■ **Data extract**
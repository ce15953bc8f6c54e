//! Metadata quality checks

use crate::pdf::{MetadataRecord, NOT_AVAILABLE};

/// Decides whether a document's metadata looks trustworthy
pub trait MetadataCheck: Send + Sync {
    fn check(&self, metadata: &MetadataRecord) -> bool;
}

/// Passes when every listed field carries a real, non-blank value
#[derive(Debug, Clone)]
pub struct RequiredFields {
    fields: Vec<String>,
}

impl RequiredFields {
    pub fn new<I, S>(fields: I) -> Self
    where
        I: IntoIterator<Item = S>,
        S: Into<String>,
    {
        Self {
            fields: fields.into_iter().map(Into::into).collect(),
        }
    }

    pub fn fields(&self) -> &[String] {
        &self.fields
    }
}

impl MetadataCheck for RequiredFields {
    fn check(&self, metadata: &MetadataRecord) -> bool {
        self.fields.iter().all(|field| {
            metadata
                .get(field)
                .map(|value| value != NOT_AVAILABLE && !value.trim().is_empty())
                .unwrap_or(false)
        })
    }
}
//! Integration tests for the PDF intake server

mod common;

use common::{
    code128_image, invoice_pdf, jpeg_bytes, plain_image, qr_image, PdfBuilder, INVOICE_PAYLOAD,
    UPI_PAYLOAD,
};
use lopdf::dictionary;
use pdf_intake_server::pdf::{metadata_from_bytes, read_metadata, NOT_AVAILABLE};
use pdf_intake_server::{
    extract_qr_codes, DocumentStore, Error, IntakePipeline, QrExtractor, ServerConfig,
};
use pretty_assertions::assert_eq;
use std::path::Path;
use tracing_test::traced_test;

fn write_pdf(dir: &Path, name: &str, data: &[u8]) -> std::path::PathBuf {
    let path = dir.join(name);
    std::fs::write(&path, data).expect("Failed to write fixture");
    path
}

fn pipeline_in(root: &Path) -> IntakePipeline {
    IntakePipeline::from_config(&ServerConfig {
        upload_dir: root.join("uploads"),
        image_dir: Some(root.join("images")),
        ..ServerConfig::default()
    })
}

#[test]
fn test_pdf_without_images_writes_nothing() {
    let dir = tempfile::tempdir().unwrap();
    let mut pdf = PdfBuilder::new();
    pdf.add_page(&[], Some("No pictures here"));
    let path = write_pdf(dir.path(), "text-only.pdf", &pdf.build());

    let out = dir.path().join("images");
    let payloads = extract_qr_codes(&path, &out).unwrap();

    assert!(payloads.is_empty());
    assert!(!out.exists(), "output directory must not be created");
}

#[test]
fn test_image_without_symbol_is_still_saved() {
    let dir = tempfile::tempdir().unwrap();
    let mut pdf = PdfBuilder::new();
    let photo = plain_image(120, 80);
    let id = pdf.add_jpeg_image(jpeg_bytes(&photo), 120, 80);
    pdf.add_page(&[id], None);
    let path = write_pdf(dir.path(), "photo.pdf", &pdf.build());

    let out = dir.path().join("images");
    let report = QrExtractor::default().scan_path(&path, &out).unwrap();

    assert!(report.payloads.is_empty());
    assert!(report.failures.is_empty());
    assert_eq!(report.images_seen, 1);
    assert_eq!(report.saved_images, vec![out.join("image_0_0.jpg")]);
    assert!(out.join("image_0_0.jpg").exists());
}

#[test]
fn test_single_qr_image() {
    let dir = tempfile::tempdir().unwrap();
    let path = write_pdf(
        dir.path(),
        "invoice.pdf",
        &invoice_pdf(UPI_PAYLOAD, "Tax Invoice"),
    );

    let out = dir.path().join("images");
    let payloads = extract_qr_codes(&path, &out).unwrap();

    assert_eq!(payloads, vec![UPI_PAYLOAD.to_string()]);
    assert!(out.join("image_0_0.png").exists());
}

#[test]
fn test_repeated_image_on_two_pages_is_reported_twice() {
    let dir = tempfile::tempdir().unwrap();
    let mut pdf = PdfBuilder::new();
    let qr = pdf.add_gray_image(&qr_image(INVOICE_PAYLOAD));
    pdf.add_page(&[qr], None);
    pdf.add_page(&[qr], None);
    let path = write_pdf(dir.path(), "two-pages.pdf", &pdf.build());

    let out = dir.path().join("images");
    let report = QrExtractor::default().scan_path(&path, &out).unwrap();

    assert_eq!(
        report.payloads,
        vec![INVOICE_PAYLOAD.to_string(), INVOICE_PAYLOAD.to_string()]
    );
    assert!(out.join("image_0_0.png").exists());
    assert!(out.join("image_1_0.png").exists());
}

#[test]
#[traced_test]
fn test_corrupt_image_is_skipped_and_order_kept() {
    let dir = tempfile::tempdir().unwrap();
    let mut pdf = PdfBuilder::new();
    let first = pdf.add_gray_image(&qr_image(UPI_PAYLOAD));
    let broken = pdf.add_jpeg_image(b"\xFF\xD8\xFF\xE0 definitely not a jpeg".to_vec(), 300, 300);
    let plain = pdf.add_gray_image(&plain_image(64, 64));
    let second = pdf.add_gray_image(&qr_image(INVOICE_PAYLOAD));
    pdf.add_page(&[first, broken], None);
    pdf.add_page(&[plain, second], None);
    let path = write_pdf(dir.path(), "mixed.pdf", &pdf.build());

    let out = dir.path().join("images");
    let report = QrExtractor::default().scan_path(&path, &out).unwrap();

    assert_eq!(
        report.payloads,
        vec![UPI_PAYLOAD.to_string(), INVOICE_PAYLOAD.to_string()]
    );
    assert_eq!(report.images_seen, 4);
    assert_eq!(report.failures.len(), 1);
    assert_eq!((report.failures[0].page, report.failures[0].index), (0, 1));
    assert!(!out.join("image_0_1.jpg").exists());
    assert_eq!(report.saved_images.len(), 3);
    assert!(logs_contain("an error occurred while processing an image"));
}

#[test]
fn test_oversized_image_dimensions_do_not_abort_scan() {
    let dir = tempfile::tempdir().unwrap();
    let mut pdf = PdfBuilder::new();
    let qr = pdf.add_gray_image(&qr_image(UPI_PAYLOAD));
    let huge = pdf.add_image_stream(
        dictionary! {
            "Type" => "XObject",
            "Subtype" => "Image",
            "Width" => u32::MAX as i64,
            "Height" => u32::MAX as i64,
            "ColorSpace" => "DeviceRGB",
            "BitsPerComponent" => 8,
        },
        vec![0; 64],
    );
    pdf.add_page(&[qr, huge], None);
    let path = write_pdf(dir.path(), "huge.pdf", &pdf.build());

    let report = QrExtractor::default()
        .scan_path(&path, dir.path().join("images"))
        .unwrap();

    assert_eq!(report.payloads, vec![UPI_PAYLOAD.to_string()]);
    assert_eq!(report.failures.len(), 1);
    assert_eq!((report.failures[0].page, report.failures[0].index), (0, 1));
}

#[test]
fn test_palette_qr_image() {
    let dir = tempfile::tempdir().unwrap();
    let mut pdf = PdfBuilder::new();
    let qr = pdf.add_indexed_image(&qr_image(INVOICE_PAYLOAD));
    pdf.add_page(&[qr], None);
    let path = write_pdf(dir.path(), "palette.pdf", &pdf.build());

    let payloads = extract_qr_codes(&path, dir.path().join("images")).unwrap();
    assert_eq!(payloads, vec![INVOICE_PAYLOAD.to_string()]);
}

#[test]
fn test_one_dimensional_barcode() {
    let dir = tempfile::tempdir().unwrap();
    let mut pdf = PdfBuilder::new();
    let barcode = pdf.add_gray_image(&code128_image("20240042"));
    let qr = pdf.add_gray_image(&qr_image(UPI_PAYLOAD));
    pdf.add_page(&[barcode], None);
    pdf.add_page(&[qr], None);
    let path = write_pdf(dir.path(), "barcode.pdf", &pdf.build());

    let payloads = extract_qr_codes(&path, dir.path().join("images")).unwrap();
    assert_eq!(
        payloads,
        vec!["20240042".to_string(), UPI_PAYLOAD.to_string()]
    );
}

#[test]
fn test_scan_of_unparseable_pdf_fails() {
    let dir = tempfile::tempdir().unwrap();
    let path = write_pdf(dir.path(), "broken.pdf", b"%PDF-1.4\n%%EOF garbage");

    let result = extract_qr_codes(&path, dir.path().join("images"));
    assert!(matches!(result, Err(Error::PdfParse { .. })));

    let result = extract_qr_codes(dir.path().join("missing.pdf"), dir.path().join("images"));
    assert!(matches!(result, Err(Error::PdfNotFound { .. })));
}

#[test]
fn test_metadata_partial_fields() {
    let dir = tempfile::tempdir().unwrap();
    let mut pdf = PdfBuilder::new();
    pdf.add_page(&[], Some("body"));
    pdf.info(&[
        ("Title", "Tax Invoice"),
        ("Author", "Accounts"),
        ("Producer", "Billing Suite 4.2"),
    ]);
    let path = write_pdf(dir.path(), "partial.pdf", &pdf.build());

    let record = read_metadata(&path);
    assert_eq!(record.title, "Tax Invoice");
    assert_eq!(record.author, "Accounts");
    assert_eq!(record.producer, "Billing Suite 4.2");
    assert_eq!(
        record.fields().filter(|(_, v)| *v == NOT_AVAILABLE).count(),
        6
    );
}

#[test]
fn test_metadata_absent() {
    let mut pdf = PdfBuilder::new();
    pdf.add_page(&[], None);

    let record = metadata_from_bytes(&pdf.build());
    assert!(record.is_all_sentinel());
}

#[test]
fn test_full_upload_pipeline() {
    let dir = tempfile::tempdir().unwrap();
    let pipeline = pipeline_in(dir.path());

    let mut pdf = PdfBuilder::new();
    let qr = pdf.add_gray_image(&qr_image(UPI_PAYLOAD));
    pdf.add_page(&[qr], Some("Supplier GSTIN: 27AAPFU0939F1ZV"));
    pdf.info(&[
        ("Author", "Accounts"),
        ("Creator", "Writer"),
        ("Producer", "Billing Suite 4.2"),
        ("CreationDate", "D:20240105093000+05'30'"),
    ]);
    let data = pdf.build();

    let report = pipeline.process_upload(Some("invoice.pdf"), &data).unwrap();

    assert_eq!(report.document.name, "invoice.pdf");
    assert_eq!(report.document.digest, DocumentStore::digest(&data));
    assert!(report.metadata_available);
    assert!(report.metadata_ok);
    assert_eq!(report.qr_payloads, vec![UPI_PAYLOAD.to_string()]);
    assert!(report.text.contains("27AAPFU0939F1ZV"));
    let gstin = report.gstin.expect("GSTIN found");
    assert_eq!(gstin.value, "27AAPFU0939F1ZV");
    assert!(gstin.checksum_valid);
    assert!(dir.path().join("images/image_0_0.png").exists());

    // Same bytes under another name
    let again = pipeline.process_upload(Some("copy.pdf"), &data);
    match again {
        Err(e @ Error::DuplicateDocument { .. }) => {
            assert_eq!(e.client_message(), "This document already exists");
        }
        other => panic!("expected duplicate rejection, got {:?}", other.map(|r| r.document)),
    }
    assert!(!dir.path().join("uploads/copy.pdf").exists());
}

#[test]
fn test_missing_metadata_fails_quality_check() {
    let dir = tempfile::tempdir().unwrap();
    let pipeline = pipeline_in(dir.path());

    let report = pipeline
        .process_upload(Some("bare.pdf"), &invoice_pdf(INVOICE_PAYLOAD, "no identifier"))
        .unwrap();

    assert!(!report.metadata_available);
    assert!(!report.metadata_ok);
    assert!(report.gstin.is_none());
    assert_eq!(report.qr_payloads, vec![INVOICE_PAYLOAD.to_string()]);
}

#[test]
fn test_single_byte_difference_is_accepted() {
    let dir = tempfile::tempdir().unwrap();
    let pipeline = pipeline_in(dir.path());

    let build = |title: &str| {
        let mut pdf = PdfBuilder::new();
        pdf.add_page(&[], Some("body"));
        pdf.info(&[("Title", title)]);
        pdf.build()
    };
    let first = build("Invoice 1");
    let second = build("Invoice 2");
    assert_eq!(first.len(), second.len());
    assert_eq!(
        first.iter().zip(&second).filter(|(a, b)| a != b).count(),
        1
    );

    pipeline.process_upload(Some("one.pdf"), &first).unwrap();
    pipeline.process_upload(Some("two.pdf"), &second).unwrap();

    let listed = pipeline.store().list(None).unwrap();
    let names: Vec<&str> = listed.iter().map(|d| d.name.as_str()).collect();
    assert_eq!(names, vec!["one.pdf", "two.pdf"]);
}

■ **What this task involves**
Copy exactly the lines running from the one that holds "let names: Vec<&str>" to the last line of the listing above. Include both of those lines.

■ **Final answer**
    let names: Vec<&str> = listed.iter().map(|d| d.name.as_str()).collect();
    assert_eq!(names, vec!["one.pdf", "two.pdf"]);
}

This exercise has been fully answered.